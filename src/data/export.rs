use super::filter::FilteredTable;

pub const EXPORT_FILE_NAME: &str = "filtered_meals.csv";
pub const EXPORT_MIME: &str = "text/csv";

/// A CSV rendering of a filtered table, ready for a download or save dialog.
#[derive(Debug, Clone, PartialEq, Eq)]
pub struct CsvExport {
    pub bytes: Vec<u8>,
    pub file_name: &'static str,
    pub mime: &'static str,
}

/// Serialize the filtered rows as UTF-8 CSV.
///
/// Header row first, then one line per row in table column order, with no
/// index column.  Fields are quoted only when they contain a comma, a quote
/// or a line break.  Missing values are written as empty fields and numbers
/// in their shortest round-trip form (`500.0` becomes `500`).
pub fn serialize(ft: &FilteredTable<'_>) -> Result<Vec<u8>, csv::Error> {
    let mut writer = csv::WriterBuilder::new()
        .terminator(csv::Terminator::Any(b'\n'))
        .quote_style(csv::QuoteStyle::Necessary)
        .from_writer(Vec::new());

    writer.write_record(ft.columns())?;
    for record in ft.rows() {
        writer.write_record(record.cells.iter().map(|cell| cell.to_string()))?;
    }
    writer.flush()?;

    writer
        .into_inner()
        .map_err(|e| csv::Error::from(e.into_error()))
}

pub fn export(ft: &FilteredTable<'_>) -> Result<CsvExport, csv::Error> {
    let bytes = serialize(ft)?;
    log::info!("Exported {} rows ({} bytes) as CSV", ft.len(), bytes.len());
    Ok(CsvExport {
        bytes,
        file_name: EXPORT_FILE_NAME,
        mime: EXPORT_MIME,
    })
}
*-*-*
__THE TASK__
Show, from the listing above, each line that contains the word "bytes".

__RESULT BELOW__
    pub bytes: Vec<u8>,
    let bytes = serialize(ft)?;
    log::info!("Exported {} rows ({} bytes) as CSV", ft.len(), bytes.len());
        bytes,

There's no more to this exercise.